### WHAT TO DO
Will you return, word for word, only the lines from the top of the data below down to and including the one with "also the natural"?

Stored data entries
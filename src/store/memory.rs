use std::{
    cmp::Ordering,
    collections::HashMap,
    sync::{Arc, Mutex},
};

use async_trait::async_trait;
use mongodb::bson::{oid::ObjectId, Bson, Document};

use super::{DocumentStore, FindQuery, SortOrder, StoreError, StoreResult, Update, UpdateOutcome};

/// Process-local [`DocumentStore`].
///
/// Documents keep insertion order per collection, which is also the natural
/// order of an unsorted read.
#[derive(Debug, Clone, Default)]
pub struct InMemoryStore {
    collections: Arc<Mutex<HashMap<String, Vec<Document>>>>,
}

impl InMemoryStore {
    pub fn new() -> Self {
        Self::default()
    }

    fn with_collection<R>(
        &self,
        collection: &str,
        f: impl FnOnce(&mut Vec<Document>) -> R,
    ) -> StoreResult<R> {
        let mut collections = self.collections.lock().map_err(|_| StoreError::Poisoned)?;
        Ok(f(collections.entry(collection.to_string()).or_default()))
    }
}

/// Every value reachable at a dotted `path`, flattening arrays on the way.
fn values_at<'a>(value: &'a Bson, path: &[&str], out: &mut Vec<&'a Bson>) {
    match (value, path.split_first()) {
        (Bson::Array(items), Some(_)) => {
            for item in items {
                values_at(item, path, out);
            }
        }
        (Bson::Document(document), Some((head, rest))) => {
            if let Some(next) = document.get(*head) {
                values_at(next, rest, out);
            }
        }
        (_, None) => {
            out.push(value);
            if let Bson::Array(items) = value {
                out.extend(items.iter());
            }
        }
        _ => {}
    }
}

fn field_matches(document: &Document, key: &str, expected: &Bson) -> bool {
    let path: Vec<&str> = key.split('.').collect();
    let Some((head, rest)) = path.split_first() else {
        return false;
    };
    let mut found = Vec::new();
    match document.get(*head) {
        Some(value) => values_at(value, rest, &mut found),
        None => return matches!(expected, Bson::Null),
    }
    found
        .into_iter()
        .any(|value| compare_bson(Some(value), Some(expected)) == Ordering::Equal)
}

fn matches_filter(document: &Document, filter: &Document) -> bool {
    filter
        .iter()
        .all(|(key, expected)| field_matches(document, key, expected))
}

/// Rank of a BSON type in MongoDB's cross-type sort order.
fn type_rank(value: Option<&Bson>) -> u8 {
    match value {
        None | Some(Bson::Null) | Some(Bson::Undefined) => 1,
        Some(Bson::Int32(_) | Bson::Int64(_) | Bson::Double(_) | Bson::Decimal128(_)) => 2,
        Some(Bson::String(_) | Bson::Symbol(_)) => 3,
        Some(Bson::Document(_)) => 4,
        Some(Bson::Array(_)) => 5,
        Some(Bson::Binary(_)) => 6,
        Some(Bson::ObjectId(_)) => 7,
        Some(Bson::Boolean(_)) => 8,
        Some(Bson::DateTime(_)) => 9,
        Some(Bson::Timestamp(_)) => 10,
        Some(_) => 11,
    }
}

fn as_f64(value: &Bson) -> Option<f64> {
    match value {
        Bson::Int32(v) => Some(f64::from(*v)),
        Bson::Int64(v) => Some(*v as f64),
        Bson::Double(v) => Some(*v),
        _ => None,
    }
}

fn compare_bson(a: Option<&Bson>, b: Option<&Bson>) -> Ordering {
    let rank = type_rank(a).cmp(&type_rank(b));
    if rank != Ordering::Equal {
        return rank;
    }
    match (a, b) {
        (Some(Bson::String(x)), Some(Bson::String(y))) => x.cmp(y),
        (Some(Bson::ObjectId(x)), Some(Bson::ObjectId(y))) => x.bytes().cmp(&y.bytes()),
        (Some(Bson::Boolean(x)), Some(Bson::Boolean(y))) => x.cmp(y),
        (Some(Bson::DateTime(x)), Some(Bson::DateTime(y))) => x.cmp(y),
        (Some(x), Some(y)) => match (as_f64(x), as_f64(y)) {
            (Some(x), Some(y)) => x.partial_cmp(&y).unwrap_or(Ordering::Equal),
            _ if x == y => Ordering::Equal,
            _ => x.to_string().cmp(&y.to_string()),
        },
        _ => Ordering::Equal,
    }
}

fn apply_update(document: &mut Document, update: &Update) -> bool {
    match update {
        Update::Set(fields) => {
            let mut changed = false;
            for (key, value) in fields {
                if document.get(key) != Some(value) {
                    document.insert(key.clone(), value.clone());
                    changed = true;
                }
            }
            changed
        }
        Update::Push { field, value } => match document.get_mut(field) {
            Some(Bson::Array(items)) => {
                items.push(value.clone());
                true
            }
            _ => {
                document.insert(field.clone(), Bson::Array(vec![value.clone()]));
                true
            }
        },
        Update::RemoveFirst { field, key, value } => match document.get_mut(field) {
            Some(Bson::Array(items)) => {
                let position = items.iter().position(|item| match item {
                    Bson::Document(element) => field_matches(element, key, value),
                    _ => false,
                });
                match position {
                    Some(index) => {
                        items.remove(index);
                        true
                    }
                    None => false,
                }
            }
            _ => false,
        },
    }
}

#[async_trait]
impl DocumentStore for InMemoryStore {
    async fn insert_one(&self, collection: &str, mut document: Document) -> StoreResult<ObjectId> {
        let id = match document.get("_id") {
            Some(Bson::ObjectId(id)) => *id,
            Some(_) => return Err(StoreError::UnexpectedInsertedId(collection.to_string())),
            None => {
                let id = ObjectId::new();
                document.insert("_id", id);
                id
            }
        };
        self.with_collection(collection, |documents| documents.push(document))?;
        Ok(id)
    }

    async fn find_one(&self, collection: &str, filter: Document) -> StoreResult<Option<Document>> {
        self.with_collection(collection, |documents| {
            documents
                .iter()
                .find(|document| matches_filter(document, &filter))
                .cloned()
        })
    }

    async fn find_many(&self, collection: &str, query: FindQuery) -> StoreResult<Vec<Document>> {
        let mut found = self.with_collection(collection, |documents| {
            documents
                .iter()
                .filter(|document| matches_filter(document, &query.filter))
                .cloned()
                .collect::<Vec<_>>()
        })?;

        if let Some(sort) = &query.sort {
            found.sort_by(|a, b| {
                let ordering = compare_bson(a.get(&sort.field), b.get(&sort.field));
                match sort.order {
                    SortOrder::Asc => ordering,
                    SortOrder::Desc => ordering.reverse(),
                }
            });
        }

        let skip = usize::try_from(query.skip).unwrap_or(usize::MAX);
        let window = found.into_iter().skip(skip);
        Ok(match query.limit {
            Some(limit) if limit > 0 => window.take(limit as usize).collect(),
            _ => window.collect(),
        })
    }

    async fn update_one(
        &self,
        collection: &str,
        filter: Document,
        update: Update,
    ) -> StoreResult<UpdateOutcome> {
        self.with_collection(collection, |documents| {
            match documents
                .iter_mut()
                .find(|document| matches_filter(document, &filter))
            {
                Some(document) => UpdateOutcome {
                    matched: 1,
                    modified: u64::from(apply_update(document, &update)),
                },
                None => UpdateOutcome::default(),
            }
        })
    }

    async fn delete_one(&self, collection: &str, filter: Document) -> StoreResult<u64> {
        self.with_collection(collection, |documents| {
            match documents
                .iter()
                .position(|document| matches_filter(document, &filter))
            {
                Some(index) => {
                    documents.remove(index);
                    1
                }
                None => 0,
            }
        })
    }

    async fn ping(&self) -> StoreResult<()> {
        self.collections
            .lock()
            .map(|_| ())
            .map_err(|_| StoreError::Poisoned)
    }
}

#[cfg(test)]
mod tests {
    use super::*;
    use crate::store::Sort;
    use mongodb::bson::doc;

    async fn seeded() -> InMemoryStore {
        let store = InMemoryStore::new();
        for (title, language, rating) in [
            ("Casablanca", "English", 9),
            ("Amelie", "French", 8),
            ("Barfi", "Hindi", 7),
        ] {
            store
                .insert_one(
                    "movie",
                    doc! { "title": title, "language": language, "rating": rating },
                )
                .await
                .unwrap();
        }
        store
    }

    #[tokio::test]
    async fn insert_assigns_object_id() {
        let store = InMemoryStore::new();
        let id = store.insert_one("movie", doc! { "title": "Up" }).await.unwrap();

        let found = store
            .find_one("movie", doc! { "_id": id })
            .await
            .unwrap()
            .unwrap();
        assert_eq!(found.get_object_id("_id").unwrap(), id);
        assert_eq!(found.get_str("title").unwrap(), "Up");
    }

    #[tokio::test]
    async fn find_many_filters_sorts_and_windows() {
        let store = seeded().await;

        let sorted = store
            .find_many(
                "movie",
                FindQuery {
                    sort: Some(Sort {
                        field: "title".to_string(),
                        order: SortOrder::Asc,
                    }),
                    skip: 1,
                    limit: Some(1),
                    ..FindQuery::all()
                },
            )
            .await
            .unwrap();
        assert_eq!(sorted.len(), 1);
        assert_eq!(sorted[0].get_str("title").unwrap(), "Barfi");

        let french = store
            .find_many(
                "movie",
                FindQuery {
                    filter: doc! { "language": "French" },
                    ..FindQuery::all()
                },
            )
            .await
            .unwrap();
        assert_eq!(french.len(), 1);
        assert_eq!(french[0].get_str("title").unwrap(), "Amelie");
    }

    #[tokio::test]
    async fn descending_sort_compares_numbers() {
        let store = seeded().await;
        let by_rating = store
            .find_many(
                "movie",
                FindQuery {
                    sort: Some(Sort {
                        field: "rating".to_string(),
                        order: SortOrder::Desc,
                    }),
                    ..FindQuery::all()
                },
            )
            .await
            .unwrap();

        let titles: Vec<&str> = by_rating
            .iter()
            .map(|doc| doc.get_str("title").unwrap())
            .collect();
        assert_eq!(titles, ["Casablanca", "Amelie", "Barfi"]);
    }

    #[tokio::test]
    async fn missing_sort_field_orders_first() {
        let store = seeded().await;
        store.insert_one("movie", doc! { "title": "Zodiac" }).await.unwrap();

        let by_rating = store
            .find_many(
                "movie",
                FindQuery {
                    sort: Some(Sort {
                        field: "rating".to_string(),
                        order: SortOrder::Asc,
                    }),
                    ..FindQuery::all()
                },
            )
            .await
            .unwrap();
        assert_eq!(by_rating[0].get_str("title").unwrap(), "Zodiac");
    }

    #[tokio::test]
    async fn set_reports_matched_and_modified() {
        let store = seeded().await;

        let changed = store
            .update_one(
                "movie",
                doc! { "title": "Barfi" },
                Update::Set(doc! { "rating": 10 }),
            )
            .await
            .unwrap();
        assert_eq!(changed, UpdateOutcome { matched: 1, modified: 1 });

        let unchanged = store
            .update_one(
                "movie",
                doc! { "title": "Barfi" },
                Update::Set(doc! { "rating": 10 }),
            )
            .await
            .unwrap();
        assert_eq!(unchanged, UpdateOutcome { matched: 1, modified: 0 });

        let missing = store
            .update_one(
                "movie",
                doc! { "title": "Nope" },
                Update::Set(doc! { "rating": 1 }),
            )
            .await
            .unwrap();
        assert_eq!(missing, UpdateOutcome::default());
    }

    #[tokio::test]
    async fn push_then_remove_first_by_embedded_field() {
        let store = InMemoryStore::new();
        let id = store.insert_one("events", doc! { "title": "Launch" }).await.unwrap();

        for (name, email) in [
            ("first", "a@example.com"),
            ("other", "b@example.com"),
            ("second", "a@example.com"),
        ] {
            store
                .update_one(
                    "events",
                    doc! { "_id": id },
                    Update::Push {
                        field: "participants".to_string(),
                        value: Bson::Document(doc! { "name": name, "email": email }),
                    },
                )
                .await
                .unwrap();
        }

        let dotted = store
            .find_one("events", doc! { "_id": id, "participants.email": "b@example.com" })
            .await
            .unwrap();
        assert!(dotted.is_some());

        let removed = store
            .update_one(
                "events",
                doc! { "_id": id, "participants.email": "a@example.com" },
                Update::RemoveFirst {
                    field: "participants".to_string(),
                    key: "email".to_string(),
                    value: Bson::String("a@example.com".to_string()),
                },
            )
            .await
            .unwrap();
        assert_eq!(removed, UpdateOutcome { matched: 1, modified: 1 });

        let event = store
            .find_one("events", doc! { "_id": id })
            .await
            .unwrap()
            .unwrap();
        let names: Vec<&str> = event
            .get_array("participants")
            .unwrap()
            .iter()
            .map(|item| item.as_document().unwrap().get_str("name").unwrap())
            .collect();
        assert_eq!(names, ["other", "second"]);

        let missing = store
            .update_one(
                "events",
                doc! { "_id": id },
                Update::RemoveFirst {
                    field: "participants".to_string(),
                    key: "email".to_string(),
                    value: Bson::String("c@example.com".to_string()),
                },
            )
            .await
            .unwrap();
        assert_eq!(missing, UpdateOutcome { matched: 1, modified: 0 });
    }

    #[tokio::test]
    async fn delete_removes_only_the_first_match() {
        let store = seeded().await;
        assert_eq!(store.delete_one("movie", doc! { "title": "Amelie" }).await.unwrap(), 1);
        assert_eq!(store.delete_one("movie", doc! { "title": "Amelie" }).await.unwrap(), 0);

        let remaining = store.find_many("movie", FindQuery::all()).await.unwrap();
        assert_eq!(remaining.len(), 2);
    }
}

### TASK OUTPUT
filename src/store/memory.rs
use std::{
    cmp::Ordering,
    collections::HashMap,
    sync::{Arc, Mutex},
};

use async_trait::async_trait;
use mongodb::bson::{oid::ObjectId, Bson, Document};

use super::{DocumentStore, FindQuery, SortOrder, StoreError, StoreResult, Update, UpdateOutcome};

/// Process-local [`DocumentStore`].
///
/// Documents keep insertion order per collection, which is also the natural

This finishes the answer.